アナログ・デバイセズのLDOは、推奨コンデンサの使用時に、仕様規定された動作温度と電圧範囲にわたって安定であるように設計されています。出力コンデンサのESRは、LDO制御ループの安定性に影響を与えます。安定性のためには、1Ω以下の最小ESRを推奨します。負荷電流の急激な変化に対するLDOの応答(つまり過渡応答)も、出力容量の影響を受けます。大きな値の出力コンデンサを使用すると、LDOの過渡応答は改善されますが、起動時間は増えることがあります。
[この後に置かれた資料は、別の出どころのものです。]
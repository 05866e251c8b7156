//! Application state shared across handlers.

use std::sync::Arc;

use nbrepo_core::{Clock, Identity, SystemClock};
use nbrepo_store::Store;

use crate::config::ServerConfig;
use crate::context::CoordinationContext;
use crate::events::EventBroadcaster;
use crate::presence::{InMemoryPresence, PresenceMonitor};
use crate::workspace::{FsWorkspace, Workspace};

/// Application state shared across all handlers.
///
/// This is cloneable and can be extracted in handlers using `State<AppState>`.
#[derive(Clone)]
pub struct AppState {
    store: Arc<Store>,
    config: Arc<ServerConfig>,
    clock: Arc<dyn Clock>,
    /// Active-editor tracking for shared notebooks.
    presence: Arc<dyn PresenceMonitor>,
    /// Content copies between user workspaces.
    workspace: Arc<dyn Workspace>,
    /// Event broadcaster for SSE notifications.
    broadcaster: Arc<EventBroadcaster>,
}

impl AppState {
    /// Create application state with the wall clock, in-memory presence and a
    /// filesystem workspace rooted at `config.users_path`.
    pub fn new(store: Store, config: ServerConfig) -> Self {
        let window = chrono::Duration::from_std(config.liveness_window)
            .unwrap_or_else(|_| chrono::Duration::seconds(120));
        let workspace = FsWorkspace::new(config.users_path.clone(), config.workspace_timeout);

        Self {
            store: Arc::new(store),
            config: Arc::new(config),
            clock: Arc::new(SystemClock),
            presence: Arc::new(InMemoryPresence::new(window)),
            workspace: Arc::new(workspace),
            broadcaster: Arc::new(EventBroadcaster::new()),
        }
    }

    pub fn with_clock(mut self, clock: Arc<dyn Clock>) -> Self {
        self.clock = clock;
        self
    }

    pub fn with_presence(mut self, presence: Arc<dyn PresenceMonitor>) -> Self {
        self.presence = presence;
        self
    }

    pub fn with_workspace(mut self, workspace: Arc<dyn Workspace>) -> Self {
        self.workspace = workspace;
        self
    }

    /// Get a reference to the database store.
    pub fn store(&self) -> &Store {
        &self.store
    }

    /// Get a reference to the server configuration.
    pub fn config(&self) -> &ServerConfig {
        &self.config
    }

    pub fn clock(&self) -> &Arc<dyn Clock> {
        &self.clock
    }

    /// Get a reference to the event broadcaster.
    pub fn broadcaster(&self) -> &Arc<EventBroadcaster> {
        &self.broadcaster
    }

    /// Everything one coordination operation may touch, bound to its caller.
    pub fn context(&self, identity: Option<Identity>) -> CoordinationContext {
        CoordinationContext {
            identity,
            store: Arc::clone(&self.store),
            config: Arc::clone(&self.config),
            clock: Arc::clone(&self.clock),
            presence: Arc::clone(&self.presence),
            workspace: Arc::clone(&self.workspace),
            events: Arc::clone(&self.broadcaster),
        }
    }
}

impl std::fmt::Debug for AppState {
    fn fmt(&self, f: &mut std::fmt::Formatter<'_>) -> std::fmt::Result {
        f.debug_struct("AppState")
            .field("config", &self.config)
            .field("clock", &self.clock)
            .finish_non_exhaustive()
    }
}
//! Workspace collaborator: moves notebook content between user workspaces.
//!
//! The coordination layer only decides *whether* a copy may happen; the
//! bytes are moved by an implementation of [`Workspace`]. The shipped
//! [`FsWorkspace`] expects one directory per user under a common root.

use std::io::ErrorKind;
use std::path::PathBuf;
use std::time::Duration;

use async_trait::async_trait;
use nbrepo_core::{NotebookPath, Username};
use tokio::fs::{self, OpenOptions};

/// Upper bound on `name (copy N).ext` candidates tried before giving up.
const MAX_COPY_SUFFIX: u32 = 100;

/// Failures of the workspace collaborator.
#[derive(Debug, thiserror::Error)]
pub enum WorkspaceError {
    #[error("source notebook '{0}' does not exist")]
    SourceMissing(String),

    #[error("invalid destination: {0}")]
    InvalidDestination(String),

    #[error("no free file name for '{0}' in the destination")]
    NoFreeName(String),

    #[error("workspace copy timed out after {0:?}")]
    TimedOut(Duration),

    #[error("workspace I/O error: {0}")]
    Io(#[from] std::io::Error),
}

/// Moves notebook content on behalf of a user.
///
/// Paths in and out are relative to the relevant user's workspace.
#[async_trait]
pub trait Workspace: Send + Sync {
    /// Copy `owner`'s notebook at `source` into `user`'s `destination`
    /// directory under a file name not yet taken there.
    async fn copy_into(
        &self,
        owner: &Username,
        source: &NotebookPath,
        user: &Username,
        destination: &NotebookPath,
    ) -> Result<NotebookPath, WorkspaceError>;

    /// Overwrite `user`'s copy of a shared notebook at
    /// `destination/<file name>` with `owner`'s current content.
    async fn sync_shared(
        &self,
        owner: &Username,
        source: &NotebookPath,
        user: &Username,
        destination: &NotebookPath,
    ) -> Result<NotebookPath, WorkspaceError>;
}

/// Filesystem workspace rooted at `root/<username>/`.
#[derive(Debug, Clone)]
pub struct FsWorkspace {
    root: PathBuf,
    timeout: Duration,
}

impl FsWorkspace {
    pub fn new(root: impl Into<PathBuf>, timeout: Duration) -> Self {
        Self {
            root: root.into(),
            timeout,
        }
    }

    fn resolve(&self, user: &Username, path: &NotebookPath) -> PathBuf {
        let mut full = self.root.join(user.as_str());
        for segment in path.segments() {
            full.push(segment);
        }
        full
    }

    async fn bounded<T, F>(&self, work: F) -> Result<T, WorkspaceError>
    where
        F: std::future::Future<Output = Result<T, WorkspaceError>>,
    {
        tokio::time::timeout(self.timeout, work)
            .await
            .map_err(|_| WorkspaceError::TimedOut(self.timeout))?
    }

    async fn open_source(&self, owner: &Username, source: &NotebookPath) -> Result<fs::File, WorkspaceError> {
        let path = self.resolve(owner, source);
        match fs::File::open(&path).await {
            Ok(file) => Ok(file),
            Err(e) if e.kind() == ErrorKind::NotFound => {
                Err(WorkspaceError::SourceMissing(source.qualified(owner)))
            }
            Err(e) => Err(e.into()),
        }
    }

    async fn prepare_destination(
        &self,
        user: &Username,
        destination: &NotebookPath,
    ) -> Result<PathBuf, WorkspaceError> {
        let dir = self.resolve(user, destination);
        if let Ok(meta) = fs::metadata(&dir).await
            && !meta.is_dir()
        {
            return Err(WorkspaceError::InvalidDestination(format!(
                "'{destination}' is a file"
            )));
        }
        fs::create_dir_all(&dir).await?;
        Ok(dir)
    }
}

/// `stem.ext`, `stem (copy 1).ext`, `stem (copy 2).ext`, ...
pub fn copy_candidate(file_name: &str, attempt: u32) -> String {
    if attempt == 0 {
        return file_name.to_string();
    }
    match file_name.rsplit_once('.') {
        Some((stem, ext)) if !stem.is_empty() => format!("{stem} (copy {attempt}).{ext}"),
        _ => format!("{file_name} (copy {attempt})"),
    }
}

fn relative(destination: &NotebookPath, file_name: &str) -> Result<NotebookPath, WorkspaceError> {
    NotebookPath::parse(&format!("{destination}/{file_name}"))
        .map_err(|e| WorkspaceError::InvalidDestination(e.to_string()))
}

#[async_trait]
impl Workspace for FsWorkspace {
    async fn copy_into(
        &self,
        owner: &Username,
        source: &NotebookPath,
        user: &Username,
        destination: &NotebookPath,
    ) -> Result<NotebookPath, WorkspaceError> {
        let file_name = source.file_name();
        // Fail before touching the disk when even the plain name cannot be addressed.
        relative(destination, file_name)?;

        // Set once a target file exists, so a failure or timeout afterwards can remove it.
        let mut created: Option<PathBuf> = None;
        let result = self
            .bounded(async {
                let mut src = self.open_source(owner, source).await?;
                let dir = self.prepare_destination(user, destination).await?;

                for attempt in 0..=MAX_COPY_SUFFIX {
                    let candidate = copy_candidate(file_name, attempt);
                    let location = relative(destination, &candidate)?;
                    let target = dir.join(&candidate);
                    let mut dst =
                        match OpenOptions::new().write(true).create_new(true).open(&target).await {
                            Ok(file) => file,
                            Err(e) if e.kind() == ErrorKind::AlreadyExists => continue,
                            Err(e) => return Err(e.into()),
                        };
                    created = Some(target.clone());
                    let bytes = tokio::io::copy(&mut src, &mut dst).await?;
                    dst.sync_all().await?;
                    tracing::debug!(
                        owner = %owner,
                        user = %user,
                        target = %target.display(),
                        bytes,
                        "Copied notebook into workspace"
                    );
                    return Ok(location);
                }
                Err(WorkspaceError::NoFreeName(file_name.to_string()))
            })
            .await;

        if result.is_err()
            && let Some(target) = created
            && let Err(e) = fs::remove_file(&target).await
            && e.kind() != ErrorKind::NotFound
        {
            tracing::warn!(
                target = %target.display(),
                error = %e,
                "Failed to remove partial notebook copy"
            );
        }
        result
    }

    async fn sync_shared(
        &self,
        owner: &Username,
        source: &NotebookPath,
        user: &Username,
        destination: &NotebookPath,
    ) -> Result<NotebookPath, WorkspaceError> {
        let location = relative(destination, source.file_name())?;
        self.bounded(async {
            let src_path = self.resolve(owner, source);
            if fs::metadata(&src_path).await.is_err() {
                return Err(WorkspaceError::SourceMissing(source.qualified(owner)));
            }
            let dir = self.prepare_destination(user, destination).await?;
            let target = dir.join(source.file_name());
            let bytes = fs::copy(&src_path, &target).await?;
            tracing::debug!(
                owner = %owner,
                user = %user,
                target = %target.display(),
                bytes,
                "Synced shared notebook"
            );
            Ok(location)
        })
        .await
    }
}

// ============================================================================
// Tests
// ============================================================================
図1:LDOは、入力電圧から必要な出力電圧レギュレーションを、低ドロップアウト(VinとVoutの差が小さい)で実現します。
LDOレギュレータは、主電源またはバッテリから低い出力電圧を得るために使用されます。この出力電圧は、理論上はライン/負荷変動に対して安定であり、周囲温度の変化に影響されず、時間に対して安定です。LDOでは、入力電圧と出力電圧の差(ドロップアウト電圧)をできるだけ低く抑える必要があります。たとえば、2.8VのLDOに接続されたリチウムイオン電池を使用するバッテリ駆動の設計では、バッテリ電圧が4.2V(完全充電)から3.0V(放電状態)まで降下します。一定の2.8V出力を提供するためには、LDOのドロップアウト電圧は200mV以下が必要です。システムによっては、LDOはポストレギュレーションに使用されます。LDOは、高効率スイッチング・レギュレータの出力に接続され、安定した一定の出力電圧を提供するだけでなく、ノイズ・フィルタ機能も提供します。
図2:ADP1740 ブロック図内部
選択基準は設計によって異なることがあります。しかし一般には、下記の順に選んでください。
- 入力電圧範囲
- 出力電圧:固定または調整可能
- ライン、負荷、温度に対する出力精度
- 負荷電流の条件
- ドロップアウト電圧
- 電源電圧変動除去比(PSRR)
- 出力ノイズ
- 静止電流とシャットダウン電流
LDOの設計は、一般に特定の負荷バイパス・コンデンサ値に対して最適化されています。負荷容量を推奨値よりも増やすと、負荷過渡応答は向上することがあります。しかし、大きな出力コンデンサを選択する場合は、入力バイパス・コンデンサもそれに合わせて増やす必要があります。注:入出力コンデンサは、LDOにできるだけ近づけて配置する必要があります。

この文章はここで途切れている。